*** Opening of Study material ***

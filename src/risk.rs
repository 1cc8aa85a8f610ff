//! Pre-entry risk gating.
//!
//! Eight gates, all of which must pass before an entry signal leaves the
//! pipeline. The evaluator never fails: every gate yields a pass/fail
//! record with a reason, and the overall risk level is derived from the
//! failure set. Gate comparisons run on lamport integers.

use anyhow::Result;
use serde::{Deserialize, Serialize};

use crate::config::RiskConfig;
use crate::token_state::TokenState;
use crate::types::{lamports_to_sol, sol_to_lamports, LAMPORTS_PER_SOL};
use crate::window::WindowMetrics;

/// Maximum tolerated quoted sell impact (gate 8).
const MAX_SELL_IMPACT_BPS: u32 = 1_000;
/// Buyer/seller overlap ceiling for the wash-trading gate.
const MAX_WASH_OVERLAP_PCT: f64 = 30.0;

/// External sell-route quoter. Absent quoter means the gate passes; a
/// quoter error fails it.
pub trait SellQuoter: Send + Sync {
    fn quote_price_impact_bps(&self, mint: &str, size_lamports: u64) -> Result<u32>;
}

#[derive(Debug, Clone, Serialize, Deserialize)]
pub struct GateCheck {
    pub gate: String,
    pub passed: bool,
    pub detail: String,
}

#[derive(Debug, Clone, Copy, Serialize, Deserialize, PartialEq, Eq)]
pub enum RiskLevel {
    Low,
    Medium,
    High,
    Extreme,
}

#[derive(Debug, Clone, Serialize, Deserialize)]
pub struct RiskAssessment {
    pub passed: bool,
    pub level: RiskLevel,
    pub checks: Vec<GateCheck>,
}

impl RiskAssessment {
    pub fn failed_gates(&self) -> Vec<&str> {
        self.checks
            .iter()
            .filter(|c| !c.passed)
            .map(|c| c.gate.as_str())
            .collect()
    }
}

pub struct RiskGates {
    min_liquidity_lamports: u64,
    min_unique_wallets: usize,
    max_concentration_pct: f64,
    max_position_pct_of_pool: f64,
    trade_size_lamports: u64,
    confirmation_ms: u64,
}

impl RiskGates {
    pub fn new(risk: &RiskConfig, confirmation_secs: u64) -> Self {
        Self {
            min_liquidity_lamports: sol_to_lamports(risk.min_liquidity_sol),
            min_unique_wallets: risk.min_unique_wallets,
            max_concentration_pct: risk.max_concentration_pct,
            max_position_pct_of_pool: risk.max_position_pct_of_pool,
            trade_size_lamports: sol_to_lamports(risk.trade_size_sol),
            confirmation_ms: confirmation_secs * 1_000,
        }
    }

    /// Run every gate against the token's current 60-second view.
    pub fn evaluate(
        &self,
        state: &mut TokenState,
        now_ms: u64,
        quoter: Option<&dyn SellQuoter>,
    ) -> RiskAssessment {
        let m60 = state.metrics_60s(now_ms);
        let phase1_swaps = state
            .phase1_stats()
            .map(|p| p.swaps_in_window as u64)
            .unwrap_or(0);
        let phase1_buy_ratio = state.phase1_stats().map(|p| p.buy_ratio);

        let liquidity = self.effective_liquidity(state.estimated_liquidity_lamports, &m60);

        let mut checks = Vec::with_capacity(8);
        checks.push(self.check_liquidity(liquidity));
        checks.push(self.check_wallet_diversity(&m60, phase1_swaps));
        checks.push(self.check_buyer_concentration(&m60, phase1_swaps));
        checks.push(self.check_buy_sell_imbalance(&m60, phase1_buy_ratio));
        checks.push(self.check_position_size(liquidity));
        checks.push(self.check_wash_trading(&m60));
        checks.push(self.check_momentum_confirmation(state.consecutive_above_entry_ms));
        checks.push(self.check_sell_simulation(&state.mint, quoter));

        let failures: Vec<&GateCheck> = checks.iter().filter(|c| !c.passed).collect();
        let extreme = failures
            .iter()
            .any(|c| c.gate == "liquidity" || c.gate == "sell_simulation");
        let level = if extreme {
            RiskLevel::Extreme
        } else {
            match failures.len() {
                0 => RiskLevel::Low,
                1 => RiskLevel::Medium,
                2 => RiskLevel::High,
                _ => RiskLevel::Extreme,
            }
        };

        RiskAssessment {
            passed: failures.is_empty(),
            level,
            checks,
        }
    }

    /// Liquidity estimate with fallbacks: observed pool reserves, then
    /// 5x the 60-second volume, then a swap-velocity-inferred floor.
    fn effective_liquidity(&self, estimated: u64, m60: &WindowMetrics) -> u64 {
        if estimated > 0 {
            return estimated;
        }
        let volume = m60.buy_notional + m60.sell_notional;
        if volume > 0 {
            return volume * 5;
        }
        let floor_sol = match m60.swap_count {
            n if n >= 100 => 50,
            n if n >= 50 => 20,
            n if n >= 20 => 10,
            n if n >= 5 => 5,
            _ => 0,
        };
        floor_sol * LAMPORTS_PER_SOL
    }

    fn check_liquidity(&self, liquidity: u64) -> GateCheck {
        GateCheck {
            gate: "liquidity".to_string(),
            passed: liquidity >= self.min_liquidity_lamports,
            detail: format!(
                "{:.2} SOL vs min {:.2}",
                lamports_to_sol(liquidity),
                lamports_to_sol(self.min_liquidity_lamports)
            ),
        }
    }

    /// Unique-buyer floor. When Phase-1 saw heavy activity but Phase-2
    /// attribution is degenerate (<10% of swaps attributed across >=10
    /// swaps), estimate buyers as max(seen, swaps/2).
    fn check_wallet_diversity(&self, m60: &WindowMetrics, phase1_swaps: u64) -> GateCheck {
        let seen = m60.unique_buyers.len() as u64;
        let degenerate =
            phase1_swaps >= 10 && (seen as f64) < 0.10 * phase1_swaps as f64;
        let effective = if degenerate {
            seen.max(phase1_swaps / 2)
        } else {
            seen
        };
        GateCheck {
            gate: "wallet_diversity".to_string(),
            passed: effective >= self.min_unique_wallets as u64,
            detail: format!(
                "{} unique buyers (effective {}) vs min {}",
                seen, effective, self.min_unique_wallets
            ),
        }
    }

    /// Top-buyer share of buy notional. Skipped when almost nothing is
    /// attributed: concentration over a tiny known subset is noise.
    fn check_buyer_concentration(&self, m60: &WindowMetrics, phase1_swaps: u64) -> GateCheck {
        let swaps = m60.swap_count.max(phase1_swaps);
        let known = m60.unique_buyers.len() as f64 + m60.unique_sellers.len() as f64;
        let known_ratio = if swaps > 0 { known / swaps as f64 } else { 0.0 };

        if swaps >= 20 && known_ratio < 0.10 {
            return GateCheck {
                gate: "buyer_concentration".to_string(),
                passed: true,
                detail: format!("skipped: {:.0}% attribution on {} swaps", known_ratio * 100.0, swaps),
            };
        }

        GateCheck {
            gate: "buyer_concentration".to_string(),
            passed: m60.top_buyer_concentration_pct <= self.max_concentration_pct,
            detail: format!(
                "top buyer {:.1}% vs max {:.1}%",
                m60.top_buyer_concentration_pct, self.max_concentration_pct
            ),
        }
    }

    /// Buy/sell notional ratio must sit in [1, 20]. An all-buy window on
    /// >=5 swaps falls back to the Phase-1 buy ratio.
    fn check_buy_sell_imbalance(
        &self,
        m60: &WindowMetrics,
        phase1_buy_ratio: Option<f64>,
    ) -> GateCheck {
        let (passed, detail) = if m60.sell_notional == 0 {
            if m60.swap_count >= 5 {
                match phase1_buy_ratio {
                    Some(ratio) => (
                        ratio >= 0.5,
                        format!("no sells; phase-1 buy ratio {:.2}", ratio),
                    ),
                    None => (false, "no sells and no phase-1 ratio".to_string()),
                }
            } else {
                (false, "no sells on thin activity".to_string())
            }
        } else {
            let ratio = m60.buy_notional as f64 / m60.sell_notional as f64;
            (
                (1.0..=20.0).contains(&ratio),
                format!("buy/sell ratio {:.2}", ratio),
            )
        };

        GateCheck {
            gate: "buy_sell_imbalance".to_string(),
            passed,
            detail,
        }
    }

    fn check_position_size(&self, liquidity: u64) -> GateCheck {
        let (passed, detail) = if liquidity == 0 {
            (false, "no liquidity estimate".to_string())
        } else {
            let pct = self.trade_size_lamports as f64 / liquidity as f64 * 100.0;
            (
                pct <= self.max_position_pct_of_pool,
                format!("{:.2}% of pool vs max {:.2}%", pct, self.max_position_pct_of_pool),
            )
        };
        GateCheck {
            gate: "position_size".to_string(),
            passed,
            detail,
        }
    }

    /// Buyer/seller overlap as a share of all participants.
    fn check_wash_trading(&self, m60: &WindowMetrics) -> GateCheck {
        let overlap = m60
            .unique_buyers
            .intersection(&m60.unique_sellers)
            .count();
        let total = m60.unique_buyers.union(&m60.unique_sellers).count();

        let (passed, detail) = if total == 0 {
            (true, "no attributed participants".to_string())
        } else {
            let pct = overlap as f64 / total as f64 * 100.0;
            (
                pct <= MAX_WASH_OVERLAP_PCT,
                format!("{:.0}% overlap ({}/{})", pct, overlap, total),
            )
        };

        GateCheck {
            gate: "wash_trading".to_string(),
            passed,
            detail,
        }
    }

    fn check_momentum_confirmation(&self, dwell_ms: u64) -> GateCheck {
        GateCheck {
            gate: "momentum_confirmation".to_string(),
            passed: dwell_ms >= self.confirmation_ms,
            detail: format!("{}ms dwell vs {}ms required", dwell_ms, self.confirmation_ms),
        }
    }

    fn check_sell_simulation(&self, mint: &str, quoter: Option<&dyn SellQuoter>) -> GateCheck {
        let (passed, detail) = match quoter {
            None => (true, "no quoter configured".to_string()),
            Some(q) => match q.quote_price_impact_bps(mint, self.trade_size_lamports) {
                Ok(bps) => (
                    bps <= MAX_SELL_IMPACT_BPS,
                    format!("{}bps impact vs max {}", bps, MAX_SELL_IMPACT_BPS),
                ),
                Err(e) => (false, format!("quote failed: {}", e)),
            },
        };
        GateCheck {
            gate: "sell_simulation".to_string(),
            passed,
            detail,
        }
    }
}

*** Close of Study material ***

Activity: In the entries above, find each line with the word "must" and return it.

Reply:
//! Eight gates, all of which must pass before an entry signal leaves the
    /// Buy/sell notional ratio must sit in [1, 20]. An all-buy window on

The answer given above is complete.